In general, in the form of computer security, we can understand that it is all about detecting and preventing the system from external agents who somehow want to harm our system or information residing within that system. So there are specific elements that are kept in mind which can check these executions of illegal cyberattacks and work in defined protocols to ensure that the system is safe. In this chapter, you will learn about the six elements of security.
What Are the Various Elements of Security?
For fulfilling all the security-related constraints and requirements, researchers and security analysts have come up with some unique concepts that, when preserved, can help in keeping the system safe and secure. If anyone of the elements gets compromised, there is a potential risk for the information as well as the system.
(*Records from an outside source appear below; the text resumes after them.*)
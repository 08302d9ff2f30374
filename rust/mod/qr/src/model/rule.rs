use chrono::{DateTime, Utc};
use serde::{Deserialize, Serialize};

use plantops_core::parse_rfc3339;

use super::EntityType;

/// Scope a redirect rule applies to.
#[derive(Debug, Clone, Copy, PartialEq, Eq, Serialize, Deserialize)]
#[serde(rename_all = "SCREAMING_SNAKE_CASE")]
pub enum MatchedBy {
    Version,
    Batch,
    Product,
    Entity,
    Fallback,
}

impl MatchedBy {
    pub fn as_str(&self) -> &'static str {
        match self {
            Self::Version => "VERSION",
            Self::Batch => "BATCH",
            Self::Product => "PRODUCT",
            Self::Entity => "ENTITY",
            Self::Fallback => "FALLBACK",
        }
    }

    pub fn from_str(s: &str) -> Option<Self> {
        match s {
            "VERSION" => Some(Self::Version),
            "BATCH" => Some(Self::Batch),
            "PRODUCT" => Some(Self::Product),
            "ENTITY" => Some(Self::Entity),
            "FALLBACK" => Some(Self::Fallback),
            _ => None,
        }
    }

    /// Specificity tier, lower wins: VERSION, then exact entity, then FALLBACK.
    pub fn tier(&self) -> u8 {
        match self {
            Self::Version => 0,
            Self::Batch | Self::Product | Self::Entity => 1,
            Self::Fallback => 2,
        }
    }
}

impl std::fmt::Display for MatchedBy {
    fn fmt(&self, f: &mut std::fmt::Formatter<'_>) -> std::fmt::Result {
        f.write_str(self.as_str())
    }
}

/// What a rule lookup is keyed on: the scanned token's target.
#[derive(Debug, Clone, PartialEq, Eq)]
pub struct RuleKey {
    pub entity_type: EntityType,
    pub entity_id: String,
    pub version_id: Option<String>,
}

/// A configured redirect. Maps 1:1 to the `redirect_rules` table.
#[derive(Debug, Clone, PartialEq, Serialize, Deserialize)]
#[serde(rename_all = "camelCase")]
pub struct RedirectRule {
    pub id: String,
    pub matched_by: MatchedBy,

    /// Target entity; `None` for VERSION and FALLBACK rules.
    #[serde(default, skip_serializing_if = "Option::is_none")]
    pub entity_type: Option<EntityType>,
    #[serde(default, skip_serializing_if = "Option::is_none")]
    pub entity_id: Option<String>,

    /// Target label version; only meaningful for VERSION rules.
    #[serde(default, skip_serializing_if = "Option::is_none")]
    pub version_id: Option<String>,

    pub redirect_url: String,
    pub active: bool,

    #[serde(default, skip_serializing_if = "Option::is_none")]
    pub starts_at: Option<String>,
    #[serde(default, skip_serializing_if = "Option::is_none")]
    pub ends_at: Option<String>,

    pub create_at: String,
}

impl RedirectRule {
    /// Whether `now` lies inside `[startsAt, endsAt]`. Open bounds are
    /// unbounded; an unparseable bound closes the window.
    pub fn in_window(&self, now: DateTime<Utc>) -> bool {
        let after_start = match self.starts_at.as_deref() {
            None => true,
            Some(raw) => parse_rfc3339(raw).is_some_and(|start| start <= now),
        };
        let before_end = match self.ends_at.as_deref() {
            None => true,
            Some(raw) => parse_rfc3339(raw).is_some_and(|end| now <= end),
        };
        after_start && before_end
    }

    /// Whether the rule's scope covers `key`.
    pub fn applies_to(&self, key: &RuleKey) -> bool {
        match self.matched_by {
            MatchedBy::Version => match (&self.version_id, &key.version_id) {
                (Some(rule_v), Some(key_v)) => rule_v == key_v,
                _ => false,
            },
            MatchedBy::Batch | MatchedBy::Product | MatchedBy::Entity => {
                self.entity_type == Some(key.entity_type)
                    && self.entity_id.as_deref() == Some(key.entity_id.as_str())
            }
            MatchedBy::Fallback => true,
        }
    }
}

#[cfg(test)]
mod tests {
    use super::*;

    fn rule(matched_by: MatchedBy) -> RedirectRule {
        RedirectRule {
            id: "r1".into(),
            matched_by,
            entity_type: None,
            entity_id: None,
            version_id: None,
            redirect_url: "https://x/y".into(),
            active: true,
            starts_at: None,
            ends_at: None,
            create_at: "2025-01-01T00:00:00.000Z".into(),
        }
    }

    fn key() -> RuleKey {
        RuleKey {
            entity_type: EntityType::Product,
            entity_id: "p1".into(),
            version_id: Some("v2".into()),
        }
    }

    #[test]
    fn tiers() {
        assert!(MatchedBy::Version.tier() < MatchedBy::Product.tier());
        assert_eq!(MatchedBy::Batch.tier(), MatchedBy::Entity.tier());
        assert!(MatchedBy::Entity.tier() < MatchedBy::Fallback.tier());
    }

    #[test]
    fn window_is_inclusive() {
        let now = parse_rfc3339("2025-06-01T12:00:00Z").unwrap();
        let mut r = rule(MatchedBy::Fallback);
        assert!(r.in_window(now));

        r.starts_at = Some("2025-06-01T12:00:00.000Z".into());
        r.ends_at = Some("2025-06-01T12:00:00.000Z".into());
        assert!(r.in_window(now));

        r.ends_at = Some("2025-06-01T11:59:59.999Z".into());
        assert!(!r.in_window(now));

        r.starts_at = Some("2025-07-01T00:00:00.000Z".into());
        r.ends_at = None;
        assert!(!r.in_window(now));

        r.starts_at = Some("not a date".into());
        assert!(!r.in_window(now));
    }

    #[test]
    fn scope_matching() {
        let mut version = rule(MatchedBy::Version);
        version.version_id = Some("v2".into());
        assert!(version.applies_to(&key()));
        version.version_id = Some("v1".into());
        assert!(!version.applies_to(&key()));

        let mut product = rule(MatchedBy::Product);
        product.entity_type = Some(EntityType::Product);
        product.entity_id = Some("p1".into());
        assert!(product.applies_to(&key()));
        product.entity_type = Some(EntityType::Batch);
        assert!(!product.applies_to(&key()));

        assert!(rule(MatchedBy::Fallback).applies_to(&key()));
    }
}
These six elements are:
- Availability: As the name suggests, availability specifies whether the data or resource is available when it is required or requested by the client. The information that has been requested will possess the actual value only when legitimate users can take access to those resources at the right time. But cybercriminals seize those data so that the request to access those resources gets denied (leads to downtime of a working server), which is a conventional attack.
- Integrity: This refers to the techniques to ensure that all the data or resources that can be accessed in real-time are legitimate, correct, and protected from unlawful user (hackers) modification. Data integrity has become a primary and essential component or element of information security because users have to trust online information to use them. Non-trusted data compromises the integrity and hence will violate one of the six elements. Data integrity is verified through techniques like checksums, change in hash values, and data comparison.
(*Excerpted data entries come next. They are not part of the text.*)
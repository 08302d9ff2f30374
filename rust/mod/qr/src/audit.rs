use tracing::{debug, error};

use crate::error::{error_code, QrError};
use crate::model::ScanEvent;
use crate::store::{ScanDraft, ScanLog};

/// Writes the durable record of what a scanner was shown.
pub struct ScanAuditor {
    log: ScanLog,
}

impl ScanAuditor {
    pub fn new(log: ScanLog) -> Self {
        Self { log }
    }

    pub fn log(&self) -> &ScanLog {
        &self.log
    }

    /// Commit the audit entry together with the scan-count increment (and
    /// the lazy expiry transition when `expire` is set).
    ///
    /// Any storage failure fails the scan. `Ok(None)` means the token's
    /// status changed after it was read and nothing was written.
    pub fn record(&self, draft: ScanDraft, expire: bool) -> Result<Option<ScanEvent>, QrError> {
        let token_id = draft.token_id.clone();
        let resolution_type = draft.resolution_type;
        match self.log.commit(draft, expire) {
            Ok(None) => {
                debug!(token_id = %token_id, "token status changed before audit commit");
                Ok(None)
            }
            Ok(Some(event)) => {
                debug!(
                    token_id = %event.token_id,
                    resolution_type = %event.resolution_type,
                    mode = %event.mode,
                    scan_count = event.scan_count_at_resolution,
                    "scan audited"
                );
                Ok(Some(event))
            }
            Err(e) => {
                error!(
                    code = error_code::AUDIT_WRITE_FAILURE,
                    token_id = %token_id,
                    resolution_type = %resolution_type,
                    error = %e,
                    "scan audit commit failed"
                );
                Err(QrError::AuditWriteFailure(e.to_string()))
            }
        }
    }
}
use serde::{Deserialize, Serialize};

/// A scan of the calibration token. Lives only in the in-memory buffer.
#[derive(Debug, Clone, PartialEq, Eq, Serialize, Deserialize)]
#[serde(rename_all = "camelCase")]
pub struct CalibrationScanEvent {
    pub timestamp: String,
    pub token: String,
    pub user_agent: String,
    pub success: bool,
}
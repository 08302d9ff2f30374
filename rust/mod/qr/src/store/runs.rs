use std::sync::Arc;

use plantops_core::ServiceError;
use plantops_sql::{SQLStore, Value};

use crate::lookup::ProductionRunDirectory;
use crate::model::{ProductionRun, RunProjection};

use super::storage_err;

/// Production runs stored as JSON documents keyed by id, with the bound
/// token id lifted into its own unique column.
pub struct SqlRunDirectory {
    db: Arc<dyn SQLStore>,
}

impl SqlRunDirectory {
    pub fn new(db: Arc<dyn SQLStore>) -> Self {
        Self { db }
    }

    /// Create or replace a run. Binding a second run to the same token is
    /// a `Conflict`.
    pub fn upsert(&self, run: &ProductionRun) -> Result<(), ServiceError> {
        let data = serde_json::to_string(run)
            .map_err(|e| ServiceError::Internal(format!("encode run: {e}")))?;
        self.db
            .exec(
                "INSERT INTO production_runs (id, data, token_id) VALUES (?1, ?2, ?3) \
                 ON CONFLICT(id) DO UPDATE SET data = excluded.data, token_id = excluded.token_id",
                &[
                    Value::Text(run.id.clone()),
                    Value::Text(data),
                    Value::Text(run.token_id.clone()),
                ],
            )
            .map_err(storage_err)?;
        Ok(())
    }

    pub fn find_by_token(&self, token_id: &str) -> Result<Option<ProductionRun>, ServiceError> {
        let rows = self
            .db
            .query(
                "SELECT data FROM production_runs WHERE token_id = ?1",
                &[Value::Text(token_id.to_string())],
            )
            .map_err(storage_err)?;
        let Some(data) = rows.first().and_then(|r| r.get_str("data")) else {
            return Ok(None);
        };
        let run = serde_json::from_str(data)
            .map_err(|e| ServiceError::Storage(format!("decode run: {e}")))?;
        Ok(Some(run))
    }
}

impl ProductionRunDirectory for SqlRunDirectory {
    fn bound_production_run(&self, token_id: &str) -> Result<Option<RunProjection>, ServiceError> {
        Ok(self.find_by_token(token_id)?.map(|run| run.projection()))
    }
}

#[cfg(test)]
mod tests {
    use super::*;
    use crate::model::{RunStep, StepStatus};
    use crate::store::tokens::tests::test_db;

    fn run(id: &str, token_id: &str, steps: &[(&str, StepStatus)]) -> ProductionRun {
        ProductionRun {
            id: id.into(),
            token_id: token_id.into(),
            steps: steps
                .iter()
                .map(|(name, status)| RunStep {
                    name: name.to_string(),
                    status: *status,
                })
                .collect(),
        }
    }

    #[test]
    fn bound_run_projects_current_step() {
        let dir = SqlRunDirectory::new(test_db());
        dir.upsert(&run(
            "run1",
            "t1",
            &[("cut", StepStatus::Completed), ("sew", StepStatus::InProgress)],
        ))
        .unwrap();

        let p = dir.bound_production_run("t1").unwrap().unwrap();
        assert_eq!(p.run_id, "run1");
        assert_eq!(p.current_step.unwrap().name, "sew");
        assert!(dir.bound_production_run("t2").unwrap().is_none());
    }

    #[test]
    fn upsert_replaces_steps() {
        let dir = SqlRunDirectory::new(test_db());
        dir.upsert(&run("run1", "t1", &[("cut", StepStatus::Pending)]))
            .unwrap();
        dir.upsert(&run("run1", "t1", &[("cut", StepStatus::Completed)]))
            .unwrap();

        let p = dir.bound_production_run("t1").unwrap().unwrap();
        assert!(p.current_step.is_none());
    }

    #[test]
    fn one_run_per_token() {
        let dir = SqlRunDirectory::new(test_db());
        dir.upsert(&run("run1", "t1", &[])).unwrap();
        let err = dir.upsert(&run("run2", "t1", &[])).unwrap_err();
        assert!(matches!(err, ServiceError::Conflict(_)));
    }
}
- Authenticity: Authenticity is another essential element, and authentication can be defined as the process of ensuring and confirming that the identity of the user is genuine and legitimate. This process of authentication takes place when the user tries to gain access to any data or information (commonly done by login or biometric access). However, cybercriminals use more sophisticated tools and techniques to gain such access with the use of social engineering, password guessing, brute force techniques, or cracking ciphers.
- Confidentiality: can be defined as permitting approved users for accessing to all sensitive as well as a protected information. Confidentiality takes care of the fact that confidential information and other resources have to be revealed to legitimate and authorize users only. Confidentiality can be made certain by the use of role-based security techniques for ensuring user or viewer's authorization as well as access controls on any particular data.
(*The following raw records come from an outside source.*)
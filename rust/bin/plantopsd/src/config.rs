//! Server-side configuration, read from `/etc/plantops/<context>.toml`.

use std::path::{Path, PathBuf};

use serde::Deserialize;

use qr::QrConfig;

/// Directory holding per-context server configs.
const CONFIG_DIR: &str = "/etc/plantops";

#[derive(Debug, Clone, Deserialize)]
pub struct ServerConfig {
    pub storage: StorageConfig,
    pub jwt: JwtConfig,
    #[serde(default)]
    pub auth: AuthConfig,
    #[serde(default)]
    pub qr: QrConfig,
}

#[derive(Debug, Clone, Deserialize)]
pub struct StorageConfig {
    pub data_dir: String,
    /// Overrides `{data_dir}/data.sqlite`.
    #[serde(default)]
    pub sqlite_path: Option<String>,
}

#[derive(Debug, Clone, Deserialize)]
pub struct JwtConfig {
    pub secret: String,
}

#[derive(Debug, Clone, Default, Deserialize)]
pub struct AuthConfig {
    /// Roles that carry every QR permission (operational scans, calibration
    /// stream, token administration).
    #[serde(default)]
    pub operational_roles: Vec<String>,
}

impl ServerConfig {
    /// A bare context name maps to `/etc/plantops/<name>.toml`; anything
    /// containing `/` or `.` is used as a path.
    pub fn resolve_path(context: &str) -> PathBuf {
        if context.contains('/') || context.contains('.') {
            PathBuf::from(context)
        } else {
            Path::new(CONFIG_DIR).join(format!("{context}.toml"))
        }
    }

    pub fn load(path: &Path) -> anyhow::Result<Self> {
        let content = std::fs::read_to_string(path)
            .map_err(|e| anyhow::anyhow!("cannot read {}: {}", path.display(), e))?;
        Self::parse(&content)
    }

    pub fn parse(content: &str) -> anyhow::Result<Self> {
        Ok(toml::from_str(content)?)
    }
}
//! JWT-backed permission checks for the QR routes.
//!
//! Tokens are issued by the platform's auth service; this binary only
//! verifies them. A request passes when its roles include the root role,
//! the exact permission, or any configured operational role.

use axum::http::HeaderMap;
use jsonwebtoken::{DecodingKey, Validation};
use serde::{Deserialize, Serialize};

use plantops_core::{Authenticator, ServiceError};

/// The well-known role that bypasses every permission check.
pub const ROOT_ROLE_ID: &str = "auth:root";

/// JWT claims payload.
#[derive(Debug, Clone, Serialize, Deserialize)]
pub struct Claims {
    /// Subject: user id.
    pub sub: String,
    /// Display name.
    #[serde(default)]
    pub name: String,
    /// Roles assigned to the user. Root has ["auth:root"].
    #[serde(default)]
    pub roles: Vec<String>,
    /// Session id.
    #[serde(default)]
    pub sid: String,
    /// Issued at (unix timestamp).
    pub iat: i64,
    /// Expiration (unix timestamp).
    pub exp: i64,
}

impl Claims {
    pub fn is_root(&self) -> bool {
        self.roles.iter().any(|r| r == ROOT_ROLE_ID)
    }
}

pub struct JwtAuthenticator {
    decoding_key: DecodingKey,
    validation: Validation,
    operational_roles: Vec<String>,
}

impl JwtAuthenticator {
    pub fn new(secret: &str, operational_roles: Vec<String>) -> Self {
        Self {
            decoding_key: DecodingKey::from_secret(secret.as_bytes()),
            validation: Validation::default(),
            operational_roles,
        }
    }

    fn claims(&self, headers: &HeaderMap) -> Result<Claims, ServiceError> {
        let token = headers
            .get("authorization")
            .and_then(|v| v.to_str().ok())
            .and_then(|v| v.strip_prefix("Bearer "))
            .ok_or_else(|| ServiceError::Unauthorized("missing authorization token".into()))?;

        let data = jsonwebtoken::decode::<Claims>(token, &self.decoding_key, &self.validation)
            .map_err(|e| ServiceError::Unauthorized(format!("invalid token: {}", e)))?;
        Ok(data.claims)
    }
}

impl Authenticator for JwtAuthenticator {
    fn check(&self, headers: &HeaderMap, permission: &str) -> Result<(), ServiceError> {
        let claims = self.claims(headers)?;

        if claims.is_root() {
            return Ok(());
        }
        let granted = claims
            .roles
            .iter()
            .any(|r| r == permission || self.operational_roles.contains(r));
        if granted {
            return Ok(());
        }

        Err(ServiceError::PermissionDenied(format!(
            "permission denied: requires '{}'",
            permission
        )))
    }
}

#[cfg(test)]
pub(crate) mod tests {
    use super::*;
    use jsonwebtoken::{encode, EncodingKey, Header};

    pub(crate) const SECRET: &str = "test-secret";

    pub(crate) fn bearer(roles: &[&str], exp_offset: i64) -> HeaderMap {
        let now = std::time::SystemTime::now()
            .duration_since(std::time::UNIX_EPOCH)
            .unwrap()
            .as_secs() as i64;
        let claims = Claims {
            sub: "u1".into(),
            name: "Operator".into(),
            roles: roles.iter().map(|r| r.to_string()).collect(),
            sid: "s1".into(),
            iat: now,
            exp: now + exp_offset,
        };
        let token = encode(
            &Header::default(),
            &claims,
            &EncodingKey::from_secret(SECRET.as_bytes()),
        )
        .unwrap();
        let mut headers = HeaderMap::new();
        headers.insert("authorization", format!("Bearer {token}").parse().unwrap());
        headers
    }

    fn auth() -> JwtAuthenticator {
        JwtAuthenticator::new(SECRET, vec!["ops:floor".into()])
    }

    #[test]
    fn missing_header_is_unauthorized() {
        let err = auth().check(&HeaderMap::new(), "qr:token:read").unwrap_err();
        assert!(matches!(err, ServiceError::Unauthorized(_)));
    }

    #[test]
    fn expired_token_is_unauthorized() {
        let err = auth()
            .check(&bearer(&[ROOT_ROLE_ID], -3600), "qr:token:read")
            .unwrap_err();
        assert!(matches!(err, ServiceError::Unauthorized(_)));
    }

    #[test]
    fn wrong_secret_is_unauthorized() {
        let other = JwtAuthenticator::new("other-secret", vec![]);
        let err = other
            .check(&bearer(&[ROOT_ROLE_ID], 3600), "qr:token:read")
            .unwrap_err();
        assert!(matches!(err, ServiceError::Unauthorized(_)));
    }

    #[test]
    fn root_passes_everything() {
        assert!(auth().check(&bearer(&[ROOT_ROLE_ID], 3600), "qr:token:revoke").is_ok());
    }

    #[test]
    fn exact_permission_or_operational_role() {
        let a = auth();
        assert!(a.check(&bearer(&["qr:token:read"], 3600), "qr:token:read").is_ok());
        assert!(a.check(&bearer(&["ops:floor"], 3600), "qr:scan:operational").is_ok());

        let err = a
            .check(&bearer(&["qr:token:read"], 3600), "qr:token:revoke")
            .unwrap_err();
        assert!(matches!(err, ServiceError::PermissionDenied(_)));
    }
}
- Non-repudiation: can be defined as the way of assurance that message transmitted among two or more users via digital signature or through the use of encryption is accurate, and no one can deny the authentication of the digital signature on any document. Authentic data, as well as its origination, can be acquired with the help of a data hash.
- Utility: as the name suggests is used for any purpose or reason and is accessed and then used by users. It is not entirely the type of element for security, but if the utility of any resource becomes vague or useless, then it is of no use. Cryptography is used to preserve the efficiency of any resource sent over the internet. Various encryption mechanisms are used for securing the message or data sent over the internet so that it is not altered during the transmission; otherwise, the utility of that resource will not prevail.